• _Material to process_

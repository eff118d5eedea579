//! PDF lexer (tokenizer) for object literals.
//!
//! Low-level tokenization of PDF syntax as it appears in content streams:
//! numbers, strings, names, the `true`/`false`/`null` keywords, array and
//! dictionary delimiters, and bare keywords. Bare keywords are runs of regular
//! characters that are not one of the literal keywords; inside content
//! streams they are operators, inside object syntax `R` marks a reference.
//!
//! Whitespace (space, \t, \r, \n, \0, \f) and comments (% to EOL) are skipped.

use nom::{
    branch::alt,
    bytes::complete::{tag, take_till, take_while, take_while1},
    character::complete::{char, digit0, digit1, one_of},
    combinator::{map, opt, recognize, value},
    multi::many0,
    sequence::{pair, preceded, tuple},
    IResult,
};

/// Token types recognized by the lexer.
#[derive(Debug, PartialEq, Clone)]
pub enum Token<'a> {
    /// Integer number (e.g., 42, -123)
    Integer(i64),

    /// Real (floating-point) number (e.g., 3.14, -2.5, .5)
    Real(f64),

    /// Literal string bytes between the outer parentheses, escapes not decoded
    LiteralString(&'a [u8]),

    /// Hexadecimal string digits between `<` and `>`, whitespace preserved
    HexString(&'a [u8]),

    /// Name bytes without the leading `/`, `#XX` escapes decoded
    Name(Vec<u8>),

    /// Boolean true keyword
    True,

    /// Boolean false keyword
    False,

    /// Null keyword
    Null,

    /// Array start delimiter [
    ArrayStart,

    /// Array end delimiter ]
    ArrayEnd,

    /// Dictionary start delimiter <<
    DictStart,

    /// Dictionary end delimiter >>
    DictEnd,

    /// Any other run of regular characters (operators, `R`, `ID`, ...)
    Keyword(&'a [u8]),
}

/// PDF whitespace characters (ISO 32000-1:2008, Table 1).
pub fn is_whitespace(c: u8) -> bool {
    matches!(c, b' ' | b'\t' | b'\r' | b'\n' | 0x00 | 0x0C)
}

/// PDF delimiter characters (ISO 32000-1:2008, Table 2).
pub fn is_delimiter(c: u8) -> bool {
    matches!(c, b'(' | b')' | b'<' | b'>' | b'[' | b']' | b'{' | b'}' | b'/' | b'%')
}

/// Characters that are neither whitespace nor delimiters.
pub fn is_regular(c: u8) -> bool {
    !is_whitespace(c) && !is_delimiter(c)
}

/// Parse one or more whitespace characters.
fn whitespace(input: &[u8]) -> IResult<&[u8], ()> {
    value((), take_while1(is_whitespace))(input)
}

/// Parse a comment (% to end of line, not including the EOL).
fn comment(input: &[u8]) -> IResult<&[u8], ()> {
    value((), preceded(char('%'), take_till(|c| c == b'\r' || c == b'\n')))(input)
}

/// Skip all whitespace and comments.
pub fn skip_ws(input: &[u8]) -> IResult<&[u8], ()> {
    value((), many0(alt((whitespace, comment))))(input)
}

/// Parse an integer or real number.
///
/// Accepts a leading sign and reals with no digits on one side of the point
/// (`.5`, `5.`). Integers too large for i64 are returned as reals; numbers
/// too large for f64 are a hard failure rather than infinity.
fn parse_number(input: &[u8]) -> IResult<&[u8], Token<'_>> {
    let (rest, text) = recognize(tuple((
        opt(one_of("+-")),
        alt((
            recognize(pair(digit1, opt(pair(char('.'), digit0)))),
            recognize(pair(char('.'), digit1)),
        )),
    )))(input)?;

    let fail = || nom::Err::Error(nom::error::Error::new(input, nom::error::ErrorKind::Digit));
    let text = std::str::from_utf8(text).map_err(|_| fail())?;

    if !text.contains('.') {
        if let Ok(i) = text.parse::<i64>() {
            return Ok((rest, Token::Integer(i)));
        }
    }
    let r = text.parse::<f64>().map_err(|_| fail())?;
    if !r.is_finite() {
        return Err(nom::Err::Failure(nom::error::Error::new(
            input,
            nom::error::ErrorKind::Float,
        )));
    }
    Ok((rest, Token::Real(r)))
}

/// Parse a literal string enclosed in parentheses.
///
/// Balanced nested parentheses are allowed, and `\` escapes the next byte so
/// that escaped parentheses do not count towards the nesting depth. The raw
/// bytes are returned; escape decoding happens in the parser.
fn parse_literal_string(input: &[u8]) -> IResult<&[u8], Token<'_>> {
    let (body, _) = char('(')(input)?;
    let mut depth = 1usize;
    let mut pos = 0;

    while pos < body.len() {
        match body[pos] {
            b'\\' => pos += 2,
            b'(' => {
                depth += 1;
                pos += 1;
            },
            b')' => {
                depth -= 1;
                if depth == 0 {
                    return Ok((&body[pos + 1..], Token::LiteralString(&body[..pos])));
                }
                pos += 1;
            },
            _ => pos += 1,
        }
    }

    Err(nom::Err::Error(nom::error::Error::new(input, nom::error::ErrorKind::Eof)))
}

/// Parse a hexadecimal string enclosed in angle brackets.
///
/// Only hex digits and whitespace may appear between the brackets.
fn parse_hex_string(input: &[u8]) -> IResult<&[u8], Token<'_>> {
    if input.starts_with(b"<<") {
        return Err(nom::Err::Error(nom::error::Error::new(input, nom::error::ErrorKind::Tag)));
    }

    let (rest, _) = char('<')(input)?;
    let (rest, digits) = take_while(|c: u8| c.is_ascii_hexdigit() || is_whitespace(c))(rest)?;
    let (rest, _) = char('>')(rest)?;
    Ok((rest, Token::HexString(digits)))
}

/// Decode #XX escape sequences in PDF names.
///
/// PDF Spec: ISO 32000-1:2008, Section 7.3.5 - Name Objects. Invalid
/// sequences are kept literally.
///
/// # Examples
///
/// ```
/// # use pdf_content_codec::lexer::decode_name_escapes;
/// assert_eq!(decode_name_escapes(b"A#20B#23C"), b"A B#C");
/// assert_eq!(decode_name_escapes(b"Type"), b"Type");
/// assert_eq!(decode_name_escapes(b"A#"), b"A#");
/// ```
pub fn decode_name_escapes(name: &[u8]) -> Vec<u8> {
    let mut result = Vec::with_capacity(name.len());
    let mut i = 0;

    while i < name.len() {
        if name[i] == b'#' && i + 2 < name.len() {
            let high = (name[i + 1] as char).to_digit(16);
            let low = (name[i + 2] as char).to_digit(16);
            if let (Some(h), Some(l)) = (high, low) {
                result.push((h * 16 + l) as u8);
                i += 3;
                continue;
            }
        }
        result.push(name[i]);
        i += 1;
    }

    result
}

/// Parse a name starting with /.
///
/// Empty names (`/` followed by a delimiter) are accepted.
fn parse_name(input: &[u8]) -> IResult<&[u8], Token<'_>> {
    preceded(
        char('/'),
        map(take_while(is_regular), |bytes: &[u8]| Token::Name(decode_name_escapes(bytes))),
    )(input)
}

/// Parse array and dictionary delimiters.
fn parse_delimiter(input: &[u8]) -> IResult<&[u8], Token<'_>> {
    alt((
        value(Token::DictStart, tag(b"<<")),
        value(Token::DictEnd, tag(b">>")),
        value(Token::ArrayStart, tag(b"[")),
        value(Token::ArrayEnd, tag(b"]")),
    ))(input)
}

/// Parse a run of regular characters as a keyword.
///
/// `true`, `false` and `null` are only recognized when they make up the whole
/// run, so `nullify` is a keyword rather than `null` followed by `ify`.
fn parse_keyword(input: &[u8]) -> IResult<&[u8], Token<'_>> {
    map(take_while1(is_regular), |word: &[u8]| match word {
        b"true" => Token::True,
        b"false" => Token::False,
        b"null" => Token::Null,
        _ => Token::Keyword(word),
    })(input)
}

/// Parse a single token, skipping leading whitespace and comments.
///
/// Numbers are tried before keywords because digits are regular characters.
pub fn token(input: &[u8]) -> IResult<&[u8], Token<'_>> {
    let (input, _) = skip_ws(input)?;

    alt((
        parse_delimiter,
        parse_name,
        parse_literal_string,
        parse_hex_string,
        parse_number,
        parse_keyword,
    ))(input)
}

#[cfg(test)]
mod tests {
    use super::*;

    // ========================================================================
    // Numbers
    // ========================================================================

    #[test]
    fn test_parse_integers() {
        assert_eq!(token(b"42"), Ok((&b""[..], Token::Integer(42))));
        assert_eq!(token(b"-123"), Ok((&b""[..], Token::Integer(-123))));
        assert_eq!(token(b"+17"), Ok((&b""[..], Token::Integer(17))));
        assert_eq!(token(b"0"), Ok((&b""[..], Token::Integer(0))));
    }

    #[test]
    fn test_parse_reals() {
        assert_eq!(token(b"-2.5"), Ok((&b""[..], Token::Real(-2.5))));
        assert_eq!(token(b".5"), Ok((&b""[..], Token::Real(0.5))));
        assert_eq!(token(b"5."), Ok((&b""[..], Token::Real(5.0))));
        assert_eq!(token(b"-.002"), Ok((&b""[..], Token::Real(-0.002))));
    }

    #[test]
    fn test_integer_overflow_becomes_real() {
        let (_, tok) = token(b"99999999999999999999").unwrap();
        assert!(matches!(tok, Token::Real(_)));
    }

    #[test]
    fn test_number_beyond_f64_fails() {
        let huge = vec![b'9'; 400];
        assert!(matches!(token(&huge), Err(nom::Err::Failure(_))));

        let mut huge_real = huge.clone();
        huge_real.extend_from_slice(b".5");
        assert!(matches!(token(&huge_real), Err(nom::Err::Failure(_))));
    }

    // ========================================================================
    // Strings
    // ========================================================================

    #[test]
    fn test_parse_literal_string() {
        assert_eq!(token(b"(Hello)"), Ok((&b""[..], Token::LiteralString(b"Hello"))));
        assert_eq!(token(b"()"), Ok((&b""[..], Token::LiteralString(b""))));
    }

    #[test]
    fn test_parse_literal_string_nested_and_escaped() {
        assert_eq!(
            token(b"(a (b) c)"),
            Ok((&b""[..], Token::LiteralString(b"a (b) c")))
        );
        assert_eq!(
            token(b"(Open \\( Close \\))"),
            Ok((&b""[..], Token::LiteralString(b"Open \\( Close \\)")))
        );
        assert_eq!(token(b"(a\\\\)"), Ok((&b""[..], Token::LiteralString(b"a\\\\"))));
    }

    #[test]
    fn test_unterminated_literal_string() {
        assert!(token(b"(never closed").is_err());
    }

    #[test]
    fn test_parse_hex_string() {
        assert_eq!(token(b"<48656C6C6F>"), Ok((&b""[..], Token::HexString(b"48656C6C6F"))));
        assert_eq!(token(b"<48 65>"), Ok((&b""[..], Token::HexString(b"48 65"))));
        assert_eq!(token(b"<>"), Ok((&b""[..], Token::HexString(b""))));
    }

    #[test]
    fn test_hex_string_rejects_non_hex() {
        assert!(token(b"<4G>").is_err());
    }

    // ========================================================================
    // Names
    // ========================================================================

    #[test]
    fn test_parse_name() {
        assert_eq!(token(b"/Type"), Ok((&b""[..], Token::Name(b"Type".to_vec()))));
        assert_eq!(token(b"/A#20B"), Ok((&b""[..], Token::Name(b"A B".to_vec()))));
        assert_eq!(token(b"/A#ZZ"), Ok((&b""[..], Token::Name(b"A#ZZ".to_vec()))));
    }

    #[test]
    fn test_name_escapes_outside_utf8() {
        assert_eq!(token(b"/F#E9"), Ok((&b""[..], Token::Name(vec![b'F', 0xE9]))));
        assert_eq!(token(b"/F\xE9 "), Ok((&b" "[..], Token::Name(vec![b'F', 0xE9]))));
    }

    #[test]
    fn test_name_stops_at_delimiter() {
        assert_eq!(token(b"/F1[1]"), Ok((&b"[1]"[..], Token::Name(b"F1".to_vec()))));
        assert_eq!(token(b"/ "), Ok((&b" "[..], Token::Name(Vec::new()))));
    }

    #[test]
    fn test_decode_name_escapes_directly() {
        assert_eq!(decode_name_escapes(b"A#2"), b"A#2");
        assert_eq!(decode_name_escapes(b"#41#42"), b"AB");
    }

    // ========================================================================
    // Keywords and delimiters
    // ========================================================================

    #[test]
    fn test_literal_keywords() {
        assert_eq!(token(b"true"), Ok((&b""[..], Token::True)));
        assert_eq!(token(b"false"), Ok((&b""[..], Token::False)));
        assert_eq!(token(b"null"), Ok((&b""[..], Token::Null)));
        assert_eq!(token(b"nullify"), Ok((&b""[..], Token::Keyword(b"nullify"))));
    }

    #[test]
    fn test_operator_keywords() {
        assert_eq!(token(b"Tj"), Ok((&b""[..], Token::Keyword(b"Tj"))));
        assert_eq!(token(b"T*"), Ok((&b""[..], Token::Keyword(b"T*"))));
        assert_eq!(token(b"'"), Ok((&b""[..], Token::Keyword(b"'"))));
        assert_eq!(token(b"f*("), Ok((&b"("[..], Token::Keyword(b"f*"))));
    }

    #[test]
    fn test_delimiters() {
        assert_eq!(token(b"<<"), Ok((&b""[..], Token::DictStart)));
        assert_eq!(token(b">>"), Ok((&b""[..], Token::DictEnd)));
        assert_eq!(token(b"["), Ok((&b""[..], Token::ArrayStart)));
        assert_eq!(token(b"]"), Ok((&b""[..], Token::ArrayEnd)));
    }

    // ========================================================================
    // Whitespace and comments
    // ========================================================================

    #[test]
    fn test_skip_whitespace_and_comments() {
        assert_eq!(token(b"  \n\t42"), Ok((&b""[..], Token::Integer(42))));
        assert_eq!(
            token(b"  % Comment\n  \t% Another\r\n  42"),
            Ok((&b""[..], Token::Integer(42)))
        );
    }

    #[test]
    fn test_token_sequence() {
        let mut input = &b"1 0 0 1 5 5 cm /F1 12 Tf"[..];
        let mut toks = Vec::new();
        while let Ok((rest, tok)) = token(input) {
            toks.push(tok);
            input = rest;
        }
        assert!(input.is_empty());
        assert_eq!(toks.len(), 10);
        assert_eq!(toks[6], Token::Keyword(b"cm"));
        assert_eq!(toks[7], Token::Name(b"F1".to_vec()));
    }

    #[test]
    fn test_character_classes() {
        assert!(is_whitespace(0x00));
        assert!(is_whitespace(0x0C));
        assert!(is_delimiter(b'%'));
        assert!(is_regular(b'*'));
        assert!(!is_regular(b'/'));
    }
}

• _Task statement_
Wherever the line holding "let (body, _) = char('(')(input)?;" falls in the entries above, copy exactly from it through the line holding "let high = (name[i", inclusive, and add nothing.

• _Finished exercise_
    let (body, _) = char('(')(input)?;
    let mut depth = 1usize;
    let mut pos = 0;

    while pos < body.len() {
        match body[pos] {
            b'\\' => pos += 2,
            b'(' => {
                depth += 1;
                pos += 1;
            },
            b')' => {
                depth -= 1;
                if depth == 0 {
                    return Ok((&body[pos + 1..], Token::LiteralString(&body[..pos])));
                }
                pos += 1;
            },
            _ => pos += 1,
        }
    }

    Err(nom::Err::Error(nom::error::Error::new(input, nom::error::ErrorKind::Eof)))
}

/// Parse a hexadecimal string enclosed in angle brackets.
///
/// Only hex digits and whitespace may appear between the brackets.
fn parse_hex_string(input: &[u8]) -> IResult<&[u8], Token<'_>> {
    if input.starts_with(b"<<") {
        return Err(nom::Err::Error(nom::error::Error::new(input, nom::error::ErrorKind::Tag)));
    }

    let (rest, _) = char('<')(input)?;
    let (rest, digits) = take_while(|c: u8| c.is_ascii_hexdigit() || is_whitespace(c))(rest)?;
    let (rest, _) = char('>')(rest)?;
    Ok((rest, Token::HexString(digits)))
}

/// Decode #XX escape sequences in PDF names.
///
/// PDF Spec: ISO 32000-1:2008, Section 7.3.5 - Name Objects. Invalid
/// sequences are kept literally.
///
/// # Examples
///
/// ```
/// # use pdf_content_codec::lexer::decode_name_escapes;
/// assert_eq!(decode_name_escapes(b"A#20B#23C"), b"A B#C");
/// assert_eq!(decode_name_escapes(b"Type"), b"Type");
/// assert_eq!(decode_name_escapes(b"A#"), b"A#");
/// ```
pub fn decode_name_escapes(name: &[u8]) -> Vec<u8> {
    let mut result = Vec::with_capacity(name.len());
    let mut i = 0;

    while i < name.len() {
        if name[i] == b'#' && i + 2 < name.len() {
            let high = (name[i + 1] as char).to_digit(16);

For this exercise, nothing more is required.